The HTNV genome is composed of three negative-sense RNA segments — S (small), M (medium), and L (large) — each encapsidated by nucleocapsid protein N to form a ribonucleoprotein (RNP) complex, the functional template for transcription and replication.[4]

The M segment encodes the glycoprotein precursor (GPC), co-translationally cleaved by host signal peptidase into mature Gn (G1) and Gc (G2). Gn mediates receptor binding, membrane fusion, and viral morphogenesis. Gc forms homotetramers with Gn at the virion surface and attaches to host cell receptors via integrins ITGAV/ITGB3.[4] Antibodies targeting Gn and Gc exhibit potent neutralizing activity and confer lasting protection in vivo, making them the primary targets for vaccine and therapeutic antibody development.[4]

The S segment encodes the Nucleocapsid protein N (NP, ~50 kDa) — the most conserved and abundantly expressed structural protein during infection.
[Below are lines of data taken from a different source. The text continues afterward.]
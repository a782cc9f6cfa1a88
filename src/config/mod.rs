//! Configuration management subsystem.
//!
//! # Data Flow
//! ```text
//! config file (TOML)
//!     → loader.rs (parse & deserialize)
//!     → validation.rs (semantic checks, every route built in isolation)
//!     → RouterConfig (validated, immutable)
//!     → http::endpoint builds a versioned TreeRouter from it
//!
//! On file change:
//!     watcher.rs detects change
//!     → loader.rs loads new config
//!     → validation.rs validates
//!     → server rebuilds with the next version and swaps atomically
//! ```
//!
//! # Design Decisions
//! - Config is immutable once loaded; changes require full reload
//! - All fields have defaults to allow minimal configs
//! - Validation separates syntactic (serde) from semantic checks

pub mod loader;
pub mod schema;
pub mod validation;
pub mod watcher;

pub use loader::{load_config, parse_config, ConfigError};
pub use schema::{ObservabilityConfig, ResponseConfig, RouteConfig, RouterConfig, ServerConfig};
pub use validation::{validate_config, ValidationError};
pub use watcher::ConfigWatcher;
//! Shared utilities for integration tests.
#![allow(dead_code)]

use std::io;
use std::sync::Arc;
use std::time::Duration;

use futures_util::future::BoxFuture;

use tree_router::routing::{
    EndpointHandler, RouteContext, RouteDefinition, RouteError, RouteHandler, TreeRouteBuilder, TreeRouter,
};

/// A terminal handler that resolves to `name`.
pub fn endpoint(name: &str) -> Arc<dyn RouteHandler> {
    Arc::new(EndpointHandler::new(name))
}

/// Build a router from `(template, endpoint)` pairs in registration order.
pub fn router(routes: &[(&str, &str)]) -> TreeRouter {
    let mut builder = TreeRouteBuilder::new();
    for (template, name) in routes {
        builder.add(RouteDefinition::new(*template, endpoint(name)));
    }
    builder.build(1).unwrap()
}

/// Writes a marker value and a data token, then declines.
#[derive(Debug)]
pub struct Declining;

impl RouteHandler for Declining {
    fn route<'a>(&'a self, context: &'a mut RouteContext) -> BoxFuture<'a, Result<(), RouteError>> {
        Box::pin(async move {
            context.route_data.set_value("touched", "yes");
            context.route_data.set_data_token("declined-by", "declining");
            Ok(())
        })
    }
}

/// Resolves only after sleeping.
#[derive(Debug)]
pub struct Slow {
    pub name: &'static str,
    pub delay: Duration,
}

impl RouteHandler for Slow {
    fn route<'a>(&'a self, context: &'a mut RouteContext) -> BoxFuture<'a, Result<(), RouteError>> {
        Box::pin(async move {
            tokio::time::sleep(self.delay).await;
            context.set_endpoint(self.name);
            Ok(())
        })
    }
}

/// Always fails.
#[derive(Debug)]
pub struct Faulty;

impl RouteHandler for Faulty {
    fn route<'a>(&'a self, context: &'a mut RouteContext) -> BoxFuture<'a, Result<(), RouteError>> {
        Box::pin(async move {
            context.route_data.set_value("partial", "1");
            Err(RouteError::handler("backend exploded"))
        })
    }
}

/// Fails with an I/O error as the underlying cause.
#[derive(Debug)]
pub struct Unreachable;

impl RouteHandler for Unreachable {
    fn route<'a>(&'a self, context: &'a mut RouteContext) -> BoxFuture<'a, Result<(), RouteError>> {
        Box::pin(async move {
            context.route_data.set_value("attempt", "1");
            let cause = io::Error::new(io::ErrorKind::ConnectionRefused, "upstream refused connection");
            Err(RouteError::from_source(cause))
        })
    }
}

/// Dispatch `path` and return the context afterwards.
pub async fn dispatch(router: &TreeRouter, path: &str) -> (bool, RouteContext) {
    let mut context = RouteContext::for_path(path);
    let handled = router.route_request(&mut context).await.unwrap();
    (handled, context)
}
NP is essential for viral RNA replication and is the dominant immunogenic antigen, triggering strong humoral and cellular immune responses detectable early in the acute phase of HFRS.[2,5]
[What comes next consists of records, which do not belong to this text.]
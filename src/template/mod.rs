//! Route template model.
//!
//! # Data Flow
//! ```text
//! "products/{id:int}/{*rest}"
//!     → parser.rs (split, classify, validate)
//!     → RouteTemplate (immutable segment list)
//!     → consumed by the trie builder, matcher and binder
//! ```
//!
//! # Design Decisions
//! - One segment is either all literal or exactly one parameter (no complex segments)
//! - Inline constraints are kept as raw text; resolution happens at router build time
//! - Templates are immutable after parsing

mod parser;

pub use parser::TemplateError;

use std::fmt;

/// How a parameter consumes path segments.
#[derive(Debug, Clone, Copy, PartialEq, Eq)]
pub enum ParameterKind {
    /// Exactly one segment.
    Standard,
    /// Zero or one trailing segment.
    Optional,
    /// Every remaining segment, joined with `/`.
    CatchAll,
}

/// A `{name...}` segment of a template.
#[derive(Debug, Clone, PartialEq, Eq)]
pub struct TemplateParameter {
    pub name: String,
    pub kind: ParameterKind,
    pub default: Option<String>,
    /// Inline constraint expressions, e.g. `int` or `range(1,10)`.
    pub inline_constraints: Vec<String>,
}

impl TemplateParameter {
    pub fn is_optional(&self) -> bool {
        self.kind == ParameterKind::Optional
    }

    pub fn is_catch_all(&self) -> bool {
        self.kind == ParameterKind::CatchAll
    }

    /// A parameter that must receive a value for the template to bind.
    pub fn is_required(&self) -> bool {
        self.kind == ParameterKind::Standard
    }
}

/// One slash-delimited component of a template.
#[derive(Debug, Clone, PartialEq, Eq)]
pub enum TemplateSegment {
    Literal(String),
    Parameter(TemplateParameter),
}

impl TemplateSegment {
    pub fn as_parameter(&self) -> Option<&TemplateParameter> {
        match self {
            TemplateSegment::Parameter(p) => Some(p),
            TemplateSegment::Literal(_) => None,
        }
    }
}

/// A parsed route template.
#[derive(Debug, Clone, PartialEq, Eq)]
pub struct RouteTemplate {
    text: String,
    segments: Vec<TemplateSegment>,
}

impl RouteTemplate {
    /// Parse a template string such as `"products/{id:int}"`.
    pub fn parse(text: &str) -> Result<Self, TemplateError> {
        let segments = parser::parse_segments(text)?;
        Ok(Self {
            text: text.to_string(),
            segments,
        })
    }

    /// The template text as registered.
    pub fn text(&self) -> &str {
        &self.text
    }

    pub fn segments(&self) -> &[TemplateSegment] {
        &self.segments
    }

    pub fn parameters(&self) -> impl Iterator<Item = &TemplateParameter> {
        self.segments.iter().filter_map(TemplateSegment::as_parameter)
    }

    /// Case-insensitive parameter lookup.
    pub fn parameter(&self, name: &str) -> Option<&TemplateParameter> {
        self.parameters().find(|p| p.name.eq_ignore_ascii_case(name))
    }

    pub fn catch_all(&self) -> Option<&TemplateParameter> {
        self.parameters().find(|p| p.is_catch_all())
    }

    /// Inline `{name=value}` defaults.
    pub fn inline_defaults(&self) -> impl Iterator<Item = (&str, &str)> {
        self.parameters()
            .filter_map(|p| p.default.as_deref().map(|d| (p.name.as_str(), d)))
    }
}

impl fmt::Display for RouteTemplate {
    fn fmt(&self, f: &mut fmt::Formatter<'_>) -> fmt::Result {
        f.write_str(&self.text)
    }
}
The L segment encodes the RNA-dependent RNA polymerase (RdRp), the largest viral protein, responsible for genome replication and mRNA transcription. Uniquely, the hantavirus RdRp can recombine homologous RNA sequences, enabling viral evolution through superinfection.[4]
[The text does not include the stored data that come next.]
//! Forward matching trie.
//!
//! # Responsibilities
//! - Group inbound entries by shared path prefix into nodes keyed by depth
//! - Enumerate candidate nodes for a request path in precedence order
//!
//! # Design Decisions
//! - Literal children are keyed by ASCII-lowercased text
//! - Optional, defaulted and catch-all parameters also register the entry on the
//!   parent node, so shorter paths reach it without descending
//! - Each node's matches are sorted by precedence, then registration order
//! - Enumeration uses an explicit stack; push order is the reverse of the
//!   required pop order (literal > constrained > parameter > constrained catch-all > catch-all)

use std::collections::HashMap;
use std::sync::Arc;

use crate::routing::entry::{InboundRouteEntry, SegmentKind};
use crate::routing::path::RequestPath;
use crate::template::TemplateSegment;

/// One trie node.
#[derive(Debug, Default)]
pub struct UrlMatchingNode {
    depth: usize,
    is_catch_all: bool,
    literals: HashMap<String, UrlMatchingNode>,
    parameters: Option<Box<UrlMatchingNode>>,
    constrained_parameters: Option<Box<UrlMatchingNode>>,
    catch_alls: Option<Box<UrlMatchingNode>>,
    constrained_catch_alls: Option<Box<UrlMatchingNode>>,
    matches: Vec<Arc<InboundRouteEntry>>,
}

impl UrlMatchingNode {
    fn new(depth: usize, is_catch_all: bool) -> Self {
        Self {
            depth,
            is_catch_all,
            ..Self::default()
        }
    }

    /// Number of path segments consumed to reach this node.
    pub fn depth(&self) -> usize {
        self.depth
    }

    pub fn is_catch_all(&self) -> bool {
        self.is_catch_all
    }

    /// Entries whose template is satisfied at this node, in try order.
    pub fn matches(&self) -> &[Arc<InboundRouteEntry>] {
        &self.matches
    }

    pub fn literal(&self, segment: &str) -> Option<&UrlMatchingNode> {
        self.literals.get(&segment.to_ascii_lowercase())
    }

    fn child(&mut self, kind: SegmentKind, literal: &str) -> &mut UrlMatchingNode {
        let depth = self.depth + 1;
        let slot = match kind {
            SegmentKind::Literal => {
                return self
                    .literals
                    .entry(literal.to_ascii_lowercase())
                    .or_insert_with(|| UrlMatchingNode::new(depth, false));
            }
            SegmentKind::ConstrainedParameter => &mut self.constrained_parameters,
            SegmentKind::Parameter => &mut self.parameters,
            SegmentKind::ConstrainedCatchAll => &mut self.constrained_catch_alls,
            SegmentKind::CatchAll => &mut self.catch_alls,
        };
        let catch_all = matches!(kind, SegmentKind::CatchAll | SegmentKind::ConstrainedCatchAll);
        slot.get_or_insert_with(|| Box::new(UrlMatchingNode::new(depth, catch_all)))
    }

    fn sort(&mut self) {
        self.matches
            .sort_by(|a, b| a.precedence.cmp(&b.precedence).then(a.order.cmp(&b.order)));
        for node in self.literals.values_mut() {
            node.sort();
        }
        for node in [
            &mut self.parameters,
            &mut self.constrained_parameters,
            &mut self.catch_alls,
            &mut self.constrained_catch_alls,
        ]
        .into_iter()
        .flatten()
        {
            node.sort();
        }
    }
}

/// The trie built from every inbound entry of a router.
#[derive(Debug, Default)]
pub struct UrlMatchingTree {
    root: UrlMatchingNode,
}

impl UrlMatchingTree {
    pub fn new(entries: &[Arc<InboundRouteEntry>]) -> Self {
        let mut tree = Self::default();
        for entry in entries {
            tree.add_entry(entry);
        }
        tree.root.sort();
        tree
    }

    pub fn root(&self) -> &UrlMatchingNode {
        &self.root
    }

    /// Start a depth-first walk over the candidate nodes for a path.
    pub fn enumerate(&self) -> TreeEnumerator<'_> {
        TreeEnumerator {
            stack: vec![&self.root],
        }
    }

    fn add_entry(&mut self, entry: &Arc<InboundRouteEntry>) {
        let mut current = &mut self.root;
        for (index, segment) in entry.template.segments().iter().enumerate() {
            let kind = entry.segment_kind(index);
            let literal = match segment {
                TemplateSegment::Literal(text) => text.as_str(),
                TemplateSegment::Parameter(param) => {
                    let has_default = entry.defaults.contains_key(&param.name);
                    if param.is_optional() || param.is_catch_all() || has_default {
                        current.matches.push(Arc::clone(entry));
                    }
                    ""
                }
            };
            current = current.child(kind, literal);
        }
        current.matches.push(Arc::clone(entry));
    }
}

/// Yields nodes with candidate matches, most specific first.
///
/// The path is passed to every `next` call instead of being held, so callers
/// can mutate the request context between steps.
#[derive(Debug)]
pub struct TreeEnumerator<'a> {
    stack: Vec<&'a UrlMatchingNode>,
}

impl<'a> TreeEnumerator<'a> {
    pub fn next(&mut self, path: &RequestPath) -> Option<&'a UrlMatchingNode> {
        while let Some(node) = self.stack.pop() {
            // a catch-all consumes the rest of the path, including nothing
            if node.is_catch_all && !node.matches.is_empty() {
                return Some(node);
            }
            if node.depth == path.len() {
                if !node.matches.is_empty() {
                    return Some(node);
                }
                continue;
            }

            for child in [
                &node.catch_alls,
                &node.constrained_catch_alls,
                &node.parameters,
                &node.constrained_parameters,
            ]
            .into_iter()
            .flatten()
            {
                self.stack.push(child);
            }
            if let Some(child) = path.get(node.depth).and_then(|s| node.literal(s)) {
                self.stack.push(child);
            }
        }
        None
    }
}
Transmission & Epidemiology

Zoonotic Spillover from Apodemus agrarius

HTNV is maintained in nature by the striped field mouse Apodemus agrarius, which sustains a persistent, asymptomatic infection and continuously sheds infectious virus in urine, feces, and saliva.[1]

Human infection occurs almost exclusively through inhalation of aerosolized rodent excreta, particularly in agricultural, forestry, and rural environments with heavy rodent activity.[1,3] Exposure risk is amplified by ecological factors such as mast years that drive rodent population booms, climate variability, and occupational exposure patterns in endemic regions.[1]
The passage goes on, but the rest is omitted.